- _Your objective_
Whenever the word "QueueFlags" turns up in a line of the data below, copy that line.
╭─ Information shown
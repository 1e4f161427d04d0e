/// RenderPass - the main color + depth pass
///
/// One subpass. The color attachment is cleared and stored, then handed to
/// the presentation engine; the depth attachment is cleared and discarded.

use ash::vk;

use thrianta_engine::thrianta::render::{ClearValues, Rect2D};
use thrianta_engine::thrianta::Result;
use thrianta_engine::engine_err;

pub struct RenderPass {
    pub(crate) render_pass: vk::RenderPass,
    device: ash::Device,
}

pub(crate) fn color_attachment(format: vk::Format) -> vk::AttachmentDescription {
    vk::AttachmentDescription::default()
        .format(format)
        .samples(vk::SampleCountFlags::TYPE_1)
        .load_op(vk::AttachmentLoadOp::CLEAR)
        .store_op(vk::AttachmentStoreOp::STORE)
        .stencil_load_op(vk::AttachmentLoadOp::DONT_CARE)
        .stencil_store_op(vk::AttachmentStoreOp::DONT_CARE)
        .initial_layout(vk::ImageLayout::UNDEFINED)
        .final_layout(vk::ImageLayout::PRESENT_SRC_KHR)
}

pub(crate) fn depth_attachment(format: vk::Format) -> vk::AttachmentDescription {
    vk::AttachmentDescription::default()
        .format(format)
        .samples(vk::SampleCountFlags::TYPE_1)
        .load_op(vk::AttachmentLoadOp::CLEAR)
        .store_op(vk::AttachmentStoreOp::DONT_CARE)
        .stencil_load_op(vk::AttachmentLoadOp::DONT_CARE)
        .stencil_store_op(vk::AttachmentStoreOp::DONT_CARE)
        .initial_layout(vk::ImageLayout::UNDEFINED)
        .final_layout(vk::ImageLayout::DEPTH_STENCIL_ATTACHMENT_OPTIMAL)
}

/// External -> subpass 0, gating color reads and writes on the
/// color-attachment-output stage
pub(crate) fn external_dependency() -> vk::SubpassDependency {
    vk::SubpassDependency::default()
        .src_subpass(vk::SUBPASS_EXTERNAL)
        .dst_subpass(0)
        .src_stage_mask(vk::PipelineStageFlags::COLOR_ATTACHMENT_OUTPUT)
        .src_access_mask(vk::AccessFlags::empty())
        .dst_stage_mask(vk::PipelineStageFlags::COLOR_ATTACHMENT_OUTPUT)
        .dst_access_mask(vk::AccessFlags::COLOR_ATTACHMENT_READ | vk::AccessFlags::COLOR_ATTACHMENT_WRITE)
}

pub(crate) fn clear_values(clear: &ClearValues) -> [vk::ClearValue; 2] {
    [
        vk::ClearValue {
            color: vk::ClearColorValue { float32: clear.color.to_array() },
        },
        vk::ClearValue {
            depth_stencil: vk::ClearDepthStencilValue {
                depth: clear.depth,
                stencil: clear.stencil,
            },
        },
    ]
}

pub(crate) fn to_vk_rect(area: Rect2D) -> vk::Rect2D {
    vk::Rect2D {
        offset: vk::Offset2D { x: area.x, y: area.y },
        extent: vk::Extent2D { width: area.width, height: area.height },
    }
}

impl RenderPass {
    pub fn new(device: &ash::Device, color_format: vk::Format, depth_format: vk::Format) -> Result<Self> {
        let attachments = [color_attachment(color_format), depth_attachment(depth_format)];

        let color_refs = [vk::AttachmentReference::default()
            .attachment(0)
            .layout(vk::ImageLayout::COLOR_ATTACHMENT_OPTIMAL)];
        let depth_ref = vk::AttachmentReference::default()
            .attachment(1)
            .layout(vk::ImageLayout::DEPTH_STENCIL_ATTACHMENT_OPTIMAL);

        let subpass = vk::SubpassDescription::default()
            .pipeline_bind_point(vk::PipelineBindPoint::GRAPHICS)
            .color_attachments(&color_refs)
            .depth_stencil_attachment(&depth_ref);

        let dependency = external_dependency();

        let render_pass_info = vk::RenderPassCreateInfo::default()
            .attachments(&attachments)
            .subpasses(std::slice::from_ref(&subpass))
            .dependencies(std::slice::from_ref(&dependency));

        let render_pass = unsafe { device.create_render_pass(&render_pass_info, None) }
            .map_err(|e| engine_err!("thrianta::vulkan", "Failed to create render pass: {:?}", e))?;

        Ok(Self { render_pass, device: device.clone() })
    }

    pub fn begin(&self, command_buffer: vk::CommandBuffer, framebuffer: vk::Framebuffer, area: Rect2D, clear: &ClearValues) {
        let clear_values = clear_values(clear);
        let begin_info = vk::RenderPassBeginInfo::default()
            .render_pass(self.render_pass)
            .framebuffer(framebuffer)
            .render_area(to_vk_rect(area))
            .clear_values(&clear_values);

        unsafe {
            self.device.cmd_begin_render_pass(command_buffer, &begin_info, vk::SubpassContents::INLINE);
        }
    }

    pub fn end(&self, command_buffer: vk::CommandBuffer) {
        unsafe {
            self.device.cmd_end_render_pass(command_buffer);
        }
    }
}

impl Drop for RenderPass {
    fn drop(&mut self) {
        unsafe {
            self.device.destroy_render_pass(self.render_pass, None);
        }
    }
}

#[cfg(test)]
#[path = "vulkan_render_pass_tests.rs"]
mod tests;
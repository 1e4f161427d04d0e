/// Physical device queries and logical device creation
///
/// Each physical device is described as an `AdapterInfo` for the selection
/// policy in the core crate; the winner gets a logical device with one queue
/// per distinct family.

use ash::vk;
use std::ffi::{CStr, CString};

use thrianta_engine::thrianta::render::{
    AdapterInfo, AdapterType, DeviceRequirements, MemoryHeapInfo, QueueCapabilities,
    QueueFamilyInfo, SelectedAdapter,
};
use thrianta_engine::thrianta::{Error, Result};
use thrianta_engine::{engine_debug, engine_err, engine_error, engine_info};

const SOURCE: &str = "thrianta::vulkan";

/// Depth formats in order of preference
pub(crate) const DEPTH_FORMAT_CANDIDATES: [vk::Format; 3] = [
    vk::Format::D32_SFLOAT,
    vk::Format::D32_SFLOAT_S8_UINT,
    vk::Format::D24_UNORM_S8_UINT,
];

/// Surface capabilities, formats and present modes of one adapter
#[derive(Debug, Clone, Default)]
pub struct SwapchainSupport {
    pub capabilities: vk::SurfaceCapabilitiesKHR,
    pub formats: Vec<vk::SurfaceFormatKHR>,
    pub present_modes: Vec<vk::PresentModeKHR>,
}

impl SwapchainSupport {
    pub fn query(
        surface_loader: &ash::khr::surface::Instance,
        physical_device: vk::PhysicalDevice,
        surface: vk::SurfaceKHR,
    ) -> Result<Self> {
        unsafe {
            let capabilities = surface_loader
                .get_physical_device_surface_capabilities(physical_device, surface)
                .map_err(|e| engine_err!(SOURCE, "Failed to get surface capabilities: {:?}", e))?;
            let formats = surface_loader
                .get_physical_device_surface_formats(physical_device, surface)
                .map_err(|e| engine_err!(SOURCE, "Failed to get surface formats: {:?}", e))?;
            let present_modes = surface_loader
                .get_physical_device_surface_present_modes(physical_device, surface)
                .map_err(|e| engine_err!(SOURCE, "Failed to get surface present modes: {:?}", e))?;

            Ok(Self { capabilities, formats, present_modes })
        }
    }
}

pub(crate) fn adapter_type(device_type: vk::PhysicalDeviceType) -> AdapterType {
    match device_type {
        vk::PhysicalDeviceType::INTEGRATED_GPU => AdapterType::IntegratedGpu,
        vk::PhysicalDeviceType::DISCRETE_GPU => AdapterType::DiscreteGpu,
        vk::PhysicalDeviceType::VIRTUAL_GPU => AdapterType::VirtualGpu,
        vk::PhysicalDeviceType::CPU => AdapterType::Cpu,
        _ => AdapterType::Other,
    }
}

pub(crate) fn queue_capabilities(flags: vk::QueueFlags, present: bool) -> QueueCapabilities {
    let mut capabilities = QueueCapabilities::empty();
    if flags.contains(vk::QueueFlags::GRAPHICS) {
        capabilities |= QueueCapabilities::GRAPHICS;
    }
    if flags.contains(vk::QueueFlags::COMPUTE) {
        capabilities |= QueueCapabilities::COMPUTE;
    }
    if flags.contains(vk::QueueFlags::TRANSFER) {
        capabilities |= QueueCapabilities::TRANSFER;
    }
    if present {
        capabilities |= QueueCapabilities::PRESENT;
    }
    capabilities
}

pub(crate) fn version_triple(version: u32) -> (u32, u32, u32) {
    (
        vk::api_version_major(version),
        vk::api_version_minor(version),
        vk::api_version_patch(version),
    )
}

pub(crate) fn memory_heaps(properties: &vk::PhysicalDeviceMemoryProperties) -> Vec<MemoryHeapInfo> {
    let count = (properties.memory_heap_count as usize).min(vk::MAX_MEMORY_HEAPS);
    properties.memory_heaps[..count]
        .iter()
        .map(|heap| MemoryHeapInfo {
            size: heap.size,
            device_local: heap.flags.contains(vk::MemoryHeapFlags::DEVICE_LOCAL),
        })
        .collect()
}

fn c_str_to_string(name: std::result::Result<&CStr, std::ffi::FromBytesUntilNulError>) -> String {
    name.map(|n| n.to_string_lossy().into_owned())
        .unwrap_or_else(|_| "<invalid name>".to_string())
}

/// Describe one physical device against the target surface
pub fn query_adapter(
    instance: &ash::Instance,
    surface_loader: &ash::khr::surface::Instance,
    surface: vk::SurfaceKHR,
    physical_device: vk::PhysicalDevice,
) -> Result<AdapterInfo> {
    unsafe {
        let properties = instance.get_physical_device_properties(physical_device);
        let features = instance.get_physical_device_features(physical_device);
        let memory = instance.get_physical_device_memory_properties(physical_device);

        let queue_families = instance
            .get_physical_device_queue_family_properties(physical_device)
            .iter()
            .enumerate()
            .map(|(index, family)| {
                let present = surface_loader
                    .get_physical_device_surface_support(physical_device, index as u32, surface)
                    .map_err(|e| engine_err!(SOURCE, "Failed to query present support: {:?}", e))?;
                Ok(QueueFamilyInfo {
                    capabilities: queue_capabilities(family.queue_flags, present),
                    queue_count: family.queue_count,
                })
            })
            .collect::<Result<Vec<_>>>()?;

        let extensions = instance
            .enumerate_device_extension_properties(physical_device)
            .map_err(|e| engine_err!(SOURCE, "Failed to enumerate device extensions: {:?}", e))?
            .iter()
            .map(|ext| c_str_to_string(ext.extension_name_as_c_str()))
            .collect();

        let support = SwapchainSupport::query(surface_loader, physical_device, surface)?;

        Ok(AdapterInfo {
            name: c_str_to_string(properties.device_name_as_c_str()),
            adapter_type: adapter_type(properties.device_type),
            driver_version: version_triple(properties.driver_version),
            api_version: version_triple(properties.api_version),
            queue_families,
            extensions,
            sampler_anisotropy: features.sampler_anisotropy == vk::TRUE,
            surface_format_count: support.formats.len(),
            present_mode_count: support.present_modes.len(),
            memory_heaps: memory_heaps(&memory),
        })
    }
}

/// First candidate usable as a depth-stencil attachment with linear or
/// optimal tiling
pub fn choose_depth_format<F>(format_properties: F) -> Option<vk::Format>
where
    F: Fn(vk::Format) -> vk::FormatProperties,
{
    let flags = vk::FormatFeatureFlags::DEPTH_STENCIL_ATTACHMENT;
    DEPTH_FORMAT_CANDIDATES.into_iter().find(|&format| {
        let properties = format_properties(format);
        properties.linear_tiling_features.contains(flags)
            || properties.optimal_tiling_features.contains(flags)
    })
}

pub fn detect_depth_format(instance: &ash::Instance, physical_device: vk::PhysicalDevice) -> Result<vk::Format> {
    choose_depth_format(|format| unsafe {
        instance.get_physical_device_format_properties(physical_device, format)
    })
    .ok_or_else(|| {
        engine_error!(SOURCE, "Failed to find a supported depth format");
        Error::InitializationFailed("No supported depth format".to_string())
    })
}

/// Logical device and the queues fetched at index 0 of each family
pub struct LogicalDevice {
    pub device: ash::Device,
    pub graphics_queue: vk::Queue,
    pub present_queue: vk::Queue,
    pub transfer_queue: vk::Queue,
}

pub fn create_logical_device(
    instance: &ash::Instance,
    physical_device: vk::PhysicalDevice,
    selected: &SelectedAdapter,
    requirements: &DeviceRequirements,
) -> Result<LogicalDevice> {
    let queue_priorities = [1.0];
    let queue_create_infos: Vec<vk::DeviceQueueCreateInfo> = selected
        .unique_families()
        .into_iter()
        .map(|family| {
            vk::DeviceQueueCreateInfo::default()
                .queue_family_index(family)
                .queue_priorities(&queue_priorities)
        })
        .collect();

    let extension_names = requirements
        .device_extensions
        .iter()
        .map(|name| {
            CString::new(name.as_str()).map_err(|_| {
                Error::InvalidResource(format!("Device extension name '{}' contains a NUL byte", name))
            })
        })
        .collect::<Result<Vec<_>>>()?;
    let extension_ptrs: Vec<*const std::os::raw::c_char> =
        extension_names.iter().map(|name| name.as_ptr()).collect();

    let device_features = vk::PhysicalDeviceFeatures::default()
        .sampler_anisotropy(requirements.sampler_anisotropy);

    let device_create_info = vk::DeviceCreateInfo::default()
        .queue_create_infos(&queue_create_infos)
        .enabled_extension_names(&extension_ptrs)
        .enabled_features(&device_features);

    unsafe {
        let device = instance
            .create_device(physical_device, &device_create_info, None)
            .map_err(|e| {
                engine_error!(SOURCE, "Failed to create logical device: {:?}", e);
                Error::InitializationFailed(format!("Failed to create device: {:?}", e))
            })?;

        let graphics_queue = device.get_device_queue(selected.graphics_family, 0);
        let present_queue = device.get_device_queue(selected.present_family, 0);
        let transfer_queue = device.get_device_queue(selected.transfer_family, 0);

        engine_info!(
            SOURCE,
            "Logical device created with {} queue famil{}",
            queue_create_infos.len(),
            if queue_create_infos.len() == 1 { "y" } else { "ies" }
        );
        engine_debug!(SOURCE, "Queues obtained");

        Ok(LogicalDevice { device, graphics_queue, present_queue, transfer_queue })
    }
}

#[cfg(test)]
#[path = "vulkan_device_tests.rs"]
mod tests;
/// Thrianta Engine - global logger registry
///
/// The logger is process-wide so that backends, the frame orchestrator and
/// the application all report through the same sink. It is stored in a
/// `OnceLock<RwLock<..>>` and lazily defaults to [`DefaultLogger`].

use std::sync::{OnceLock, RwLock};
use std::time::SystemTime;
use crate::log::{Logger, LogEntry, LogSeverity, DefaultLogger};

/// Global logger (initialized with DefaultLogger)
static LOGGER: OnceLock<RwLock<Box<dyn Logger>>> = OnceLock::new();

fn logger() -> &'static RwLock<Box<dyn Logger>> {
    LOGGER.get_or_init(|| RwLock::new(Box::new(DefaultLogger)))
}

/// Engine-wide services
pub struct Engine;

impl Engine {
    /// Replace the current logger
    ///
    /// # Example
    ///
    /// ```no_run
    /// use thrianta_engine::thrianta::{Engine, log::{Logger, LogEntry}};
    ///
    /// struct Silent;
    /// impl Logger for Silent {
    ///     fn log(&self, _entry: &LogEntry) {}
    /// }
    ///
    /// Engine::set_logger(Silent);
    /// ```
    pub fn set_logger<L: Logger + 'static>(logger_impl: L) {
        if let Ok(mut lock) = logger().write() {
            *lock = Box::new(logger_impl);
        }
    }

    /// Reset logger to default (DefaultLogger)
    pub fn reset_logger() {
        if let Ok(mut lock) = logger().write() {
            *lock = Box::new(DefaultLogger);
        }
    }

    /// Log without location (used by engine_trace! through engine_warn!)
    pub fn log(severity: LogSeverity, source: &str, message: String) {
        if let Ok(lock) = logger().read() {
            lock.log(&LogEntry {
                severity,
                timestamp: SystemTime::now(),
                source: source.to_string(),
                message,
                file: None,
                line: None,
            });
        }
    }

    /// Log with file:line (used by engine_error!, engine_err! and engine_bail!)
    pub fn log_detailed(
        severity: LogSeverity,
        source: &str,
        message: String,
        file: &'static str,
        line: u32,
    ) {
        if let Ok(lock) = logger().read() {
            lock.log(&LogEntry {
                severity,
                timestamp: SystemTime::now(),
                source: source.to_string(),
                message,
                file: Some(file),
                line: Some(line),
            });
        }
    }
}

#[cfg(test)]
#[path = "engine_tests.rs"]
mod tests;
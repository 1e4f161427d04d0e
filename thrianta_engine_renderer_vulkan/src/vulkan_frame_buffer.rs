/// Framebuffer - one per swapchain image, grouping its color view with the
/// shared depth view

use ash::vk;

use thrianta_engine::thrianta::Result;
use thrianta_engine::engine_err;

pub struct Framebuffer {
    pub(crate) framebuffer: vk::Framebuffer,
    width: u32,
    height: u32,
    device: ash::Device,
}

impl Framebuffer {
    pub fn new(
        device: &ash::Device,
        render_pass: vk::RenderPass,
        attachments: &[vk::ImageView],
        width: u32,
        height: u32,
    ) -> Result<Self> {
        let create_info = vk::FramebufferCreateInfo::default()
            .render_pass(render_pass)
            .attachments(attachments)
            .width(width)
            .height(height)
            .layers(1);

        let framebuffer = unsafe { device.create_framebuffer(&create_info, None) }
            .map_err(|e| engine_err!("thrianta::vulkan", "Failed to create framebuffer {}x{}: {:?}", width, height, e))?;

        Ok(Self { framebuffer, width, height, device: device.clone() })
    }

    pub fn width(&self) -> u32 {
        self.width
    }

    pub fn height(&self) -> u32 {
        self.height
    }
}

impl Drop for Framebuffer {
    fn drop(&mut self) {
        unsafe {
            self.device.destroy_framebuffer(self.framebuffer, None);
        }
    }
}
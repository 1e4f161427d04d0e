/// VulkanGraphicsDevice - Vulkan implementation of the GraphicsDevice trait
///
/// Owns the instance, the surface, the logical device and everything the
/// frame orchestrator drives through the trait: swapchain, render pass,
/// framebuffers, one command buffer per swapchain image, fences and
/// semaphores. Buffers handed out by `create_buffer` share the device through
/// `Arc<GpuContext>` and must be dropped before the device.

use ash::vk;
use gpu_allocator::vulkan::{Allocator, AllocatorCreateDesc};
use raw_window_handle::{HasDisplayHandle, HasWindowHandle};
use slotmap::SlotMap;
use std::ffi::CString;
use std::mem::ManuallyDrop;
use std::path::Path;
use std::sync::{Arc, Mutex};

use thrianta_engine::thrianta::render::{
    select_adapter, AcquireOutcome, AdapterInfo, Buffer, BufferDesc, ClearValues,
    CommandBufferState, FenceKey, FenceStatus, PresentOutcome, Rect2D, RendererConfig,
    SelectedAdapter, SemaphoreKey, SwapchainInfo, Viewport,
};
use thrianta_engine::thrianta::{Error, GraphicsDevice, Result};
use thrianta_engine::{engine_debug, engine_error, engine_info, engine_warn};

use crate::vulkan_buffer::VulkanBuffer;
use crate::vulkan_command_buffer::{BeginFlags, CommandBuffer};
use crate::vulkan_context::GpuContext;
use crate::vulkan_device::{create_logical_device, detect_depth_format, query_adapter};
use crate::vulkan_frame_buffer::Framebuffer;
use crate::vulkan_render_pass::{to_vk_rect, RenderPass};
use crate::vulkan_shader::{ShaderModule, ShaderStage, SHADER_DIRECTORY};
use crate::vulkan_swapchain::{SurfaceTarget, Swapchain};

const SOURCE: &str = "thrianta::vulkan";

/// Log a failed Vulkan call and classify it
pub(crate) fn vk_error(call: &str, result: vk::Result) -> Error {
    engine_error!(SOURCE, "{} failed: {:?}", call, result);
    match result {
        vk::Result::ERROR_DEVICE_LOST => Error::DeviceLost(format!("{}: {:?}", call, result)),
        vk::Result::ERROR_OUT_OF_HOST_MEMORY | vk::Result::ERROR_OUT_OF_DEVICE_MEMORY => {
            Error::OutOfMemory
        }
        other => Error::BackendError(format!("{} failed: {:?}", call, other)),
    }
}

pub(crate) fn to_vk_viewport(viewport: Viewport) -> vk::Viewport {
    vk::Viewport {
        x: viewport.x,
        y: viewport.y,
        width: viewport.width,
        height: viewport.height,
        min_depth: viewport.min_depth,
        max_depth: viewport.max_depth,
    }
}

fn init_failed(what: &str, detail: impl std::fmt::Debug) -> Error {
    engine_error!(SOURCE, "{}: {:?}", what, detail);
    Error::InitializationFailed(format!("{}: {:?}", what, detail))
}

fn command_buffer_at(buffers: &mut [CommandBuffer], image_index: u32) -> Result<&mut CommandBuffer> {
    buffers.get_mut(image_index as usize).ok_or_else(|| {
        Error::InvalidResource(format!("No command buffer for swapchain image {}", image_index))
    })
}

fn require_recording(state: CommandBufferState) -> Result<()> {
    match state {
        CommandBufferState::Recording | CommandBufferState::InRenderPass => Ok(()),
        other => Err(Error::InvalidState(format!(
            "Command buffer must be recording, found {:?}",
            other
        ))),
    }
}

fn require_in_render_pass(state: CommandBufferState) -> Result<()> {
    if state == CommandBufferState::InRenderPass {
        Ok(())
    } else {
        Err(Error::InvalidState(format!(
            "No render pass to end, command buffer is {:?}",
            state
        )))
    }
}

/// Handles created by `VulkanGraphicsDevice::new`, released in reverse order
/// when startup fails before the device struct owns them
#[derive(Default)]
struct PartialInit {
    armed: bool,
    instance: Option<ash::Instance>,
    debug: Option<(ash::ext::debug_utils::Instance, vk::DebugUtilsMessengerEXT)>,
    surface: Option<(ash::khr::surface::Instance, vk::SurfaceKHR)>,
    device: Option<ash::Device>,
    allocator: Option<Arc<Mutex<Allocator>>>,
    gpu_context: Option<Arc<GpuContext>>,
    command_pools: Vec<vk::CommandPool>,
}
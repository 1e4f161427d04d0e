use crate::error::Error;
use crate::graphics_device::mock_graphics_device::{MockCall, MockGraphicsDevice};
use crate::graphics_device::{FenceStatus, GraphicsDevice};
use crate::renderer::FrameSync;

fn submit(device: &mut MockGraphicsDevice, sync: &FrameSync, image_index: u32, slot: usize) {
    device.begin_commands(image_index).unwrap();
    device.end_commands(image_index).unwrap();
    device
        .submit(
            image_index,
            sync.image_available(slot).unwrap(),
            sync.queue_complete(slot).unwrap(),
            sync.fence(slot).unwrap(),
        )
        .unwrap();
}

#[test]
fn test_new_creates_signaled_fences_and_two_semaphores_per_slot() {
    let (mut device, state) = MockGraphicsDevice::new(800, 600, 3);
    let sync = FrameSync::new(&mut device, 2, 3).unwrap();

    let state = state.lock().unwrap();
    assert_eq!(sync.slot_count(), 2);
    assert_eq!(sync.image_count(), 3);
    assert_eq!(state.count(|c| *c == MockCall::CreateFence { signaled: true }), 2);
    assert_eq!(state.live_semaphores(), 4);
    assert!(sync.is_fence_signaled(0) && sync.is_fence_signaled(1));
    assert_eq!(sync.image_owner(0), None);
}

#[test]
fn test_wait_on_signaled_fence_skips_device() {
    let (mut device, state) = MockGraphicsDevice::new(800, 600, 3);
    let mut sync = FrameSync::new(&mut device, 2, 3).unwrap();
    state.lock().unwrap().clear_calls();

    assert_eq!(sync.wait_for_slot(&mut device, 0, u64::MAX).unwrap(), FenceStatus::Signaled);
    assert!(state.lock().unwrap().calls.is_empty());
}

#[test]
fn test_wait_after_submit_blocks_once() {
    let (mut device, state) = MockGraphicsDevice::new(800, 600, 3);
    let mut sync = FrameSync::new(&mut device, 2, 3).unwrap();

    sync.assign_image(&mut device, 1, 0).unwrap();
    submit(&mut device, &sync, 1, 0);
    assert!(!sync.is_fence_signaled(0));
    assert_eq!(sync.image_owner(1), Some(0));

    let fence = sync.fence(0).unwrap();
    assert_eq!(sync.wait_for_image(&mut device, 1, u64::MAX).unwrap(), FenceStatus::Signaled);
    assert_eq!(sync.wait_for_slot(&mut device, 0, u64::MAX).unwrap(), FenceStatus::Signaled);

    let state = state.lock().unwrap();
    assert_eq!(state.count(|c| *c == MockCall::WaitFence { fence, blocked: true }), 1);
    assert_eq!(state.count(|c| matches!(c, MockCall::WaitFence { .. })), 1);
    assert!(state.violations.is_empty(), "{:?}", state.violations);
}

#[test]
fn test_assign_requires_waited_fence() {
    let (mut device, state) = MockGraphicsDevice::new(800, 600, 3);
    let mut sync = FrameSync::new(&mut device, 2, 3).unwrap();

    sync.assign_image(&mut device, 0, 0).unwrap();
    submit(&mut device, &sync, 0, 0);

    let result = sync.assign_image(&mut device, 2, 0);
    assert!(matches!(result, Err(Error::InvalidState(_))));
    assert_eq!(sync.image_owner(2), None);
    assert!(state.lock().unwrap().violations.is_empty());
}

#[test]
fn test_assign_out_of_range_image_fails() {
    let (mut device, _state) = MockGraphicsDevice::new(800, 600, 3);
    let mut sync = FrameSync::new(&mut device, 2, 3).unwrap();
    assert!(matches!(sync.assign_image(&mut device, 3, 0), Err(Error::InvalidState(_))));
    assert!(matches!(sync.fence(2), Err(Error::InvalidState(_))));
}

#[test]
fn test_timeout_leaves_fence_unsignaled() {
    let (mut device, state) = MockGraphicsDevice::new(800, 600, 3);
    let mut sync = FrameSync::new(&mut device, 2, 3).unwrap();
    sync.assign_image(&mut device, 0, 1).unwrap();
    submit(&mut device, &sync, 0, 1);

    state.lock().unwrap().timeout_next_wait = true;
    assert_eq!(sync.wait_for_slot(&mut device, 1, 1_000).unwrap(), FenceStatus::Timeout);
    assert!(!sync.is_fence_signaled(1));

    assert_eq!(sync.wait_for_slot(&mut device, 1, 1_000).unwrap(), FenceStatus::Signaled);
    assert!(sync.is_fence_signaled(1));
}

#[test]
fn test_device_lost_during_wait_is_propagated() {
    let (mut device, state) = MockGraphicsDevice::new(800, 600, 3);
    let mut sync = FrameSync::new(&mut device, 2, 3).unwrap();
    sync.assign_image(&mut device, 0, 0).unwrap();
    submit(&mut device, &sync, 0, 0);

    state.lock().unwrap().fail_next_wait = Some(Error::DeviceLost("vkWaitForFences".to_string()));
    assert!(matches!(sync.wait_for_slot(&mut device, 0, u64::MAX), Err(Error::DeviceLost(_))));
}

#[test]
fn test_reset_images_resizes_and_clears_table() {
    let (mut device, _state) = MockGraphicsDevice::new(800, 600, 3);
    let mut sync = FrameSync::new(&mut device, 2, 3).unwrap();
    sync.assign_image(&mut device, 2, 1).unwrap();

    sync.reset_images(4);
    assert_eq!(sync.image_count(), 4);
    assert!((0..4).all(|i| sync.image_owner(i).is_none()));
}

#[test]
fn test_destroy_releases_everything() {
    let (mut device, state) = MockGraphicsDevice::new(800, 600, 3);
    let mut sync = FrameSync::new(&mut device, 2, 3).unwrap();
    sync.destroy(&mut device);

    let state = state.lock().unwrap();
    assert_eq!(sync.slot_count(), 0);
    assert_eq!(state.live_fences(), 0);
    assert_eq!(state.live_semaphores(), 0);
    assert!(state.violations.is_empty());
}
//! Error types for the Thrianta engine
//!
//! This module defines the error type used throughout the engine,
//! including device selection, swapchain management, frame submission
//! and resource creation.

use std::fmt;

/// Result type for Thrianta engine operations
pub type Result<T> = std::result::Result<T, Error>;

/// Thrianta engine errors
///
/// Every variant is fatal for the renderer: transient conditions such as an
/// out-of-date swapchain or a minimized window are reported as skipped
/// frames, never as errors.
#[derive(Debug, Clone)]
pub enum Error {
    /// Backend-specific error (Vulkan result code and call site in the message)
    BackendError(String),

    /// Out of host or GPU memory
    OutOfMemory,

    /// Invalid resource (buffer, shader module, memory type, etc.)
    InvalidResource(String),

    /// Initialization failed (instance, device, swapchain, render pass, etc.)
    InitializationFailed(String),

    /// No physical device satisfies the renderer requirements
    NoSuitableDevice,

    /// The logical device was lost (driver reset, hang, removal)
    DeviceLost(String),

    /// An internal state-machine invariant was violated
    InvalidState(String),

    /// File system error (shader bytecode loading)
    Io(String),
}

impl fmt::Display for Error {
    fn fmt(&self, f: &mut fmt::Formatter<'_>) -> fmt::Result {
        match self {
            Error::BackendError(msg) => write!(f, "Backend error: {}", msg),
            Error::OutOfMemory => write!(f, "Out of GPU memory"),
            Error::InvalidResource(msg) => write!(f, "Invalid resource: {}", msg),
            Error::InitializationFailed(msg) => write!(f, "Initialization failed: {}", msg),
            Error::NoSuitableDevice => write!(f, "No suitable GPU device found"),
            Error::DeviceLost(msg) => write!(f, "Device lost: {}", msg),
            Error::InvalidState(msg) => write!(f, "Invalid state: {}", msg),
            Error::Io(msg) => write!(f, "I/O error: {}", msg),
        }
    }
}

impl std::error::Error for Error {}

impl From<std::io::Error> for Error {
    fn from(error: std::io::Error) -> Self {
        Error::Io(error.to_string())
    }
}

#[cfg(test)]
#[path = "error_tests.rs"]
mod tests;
╰─
- _Response to this task_
pub(crate) fn queue_capabilities(flags: vk::QueueFlags, present: bool) -> QueueCapabilities {
    if flags.contains(vk::QueueFlags::GRAPHICS) {
    if flags.contains(vk::QueueFlags::COMPUTE) {
    if flags.contains(vk::QueueFlags::TRANSFER) {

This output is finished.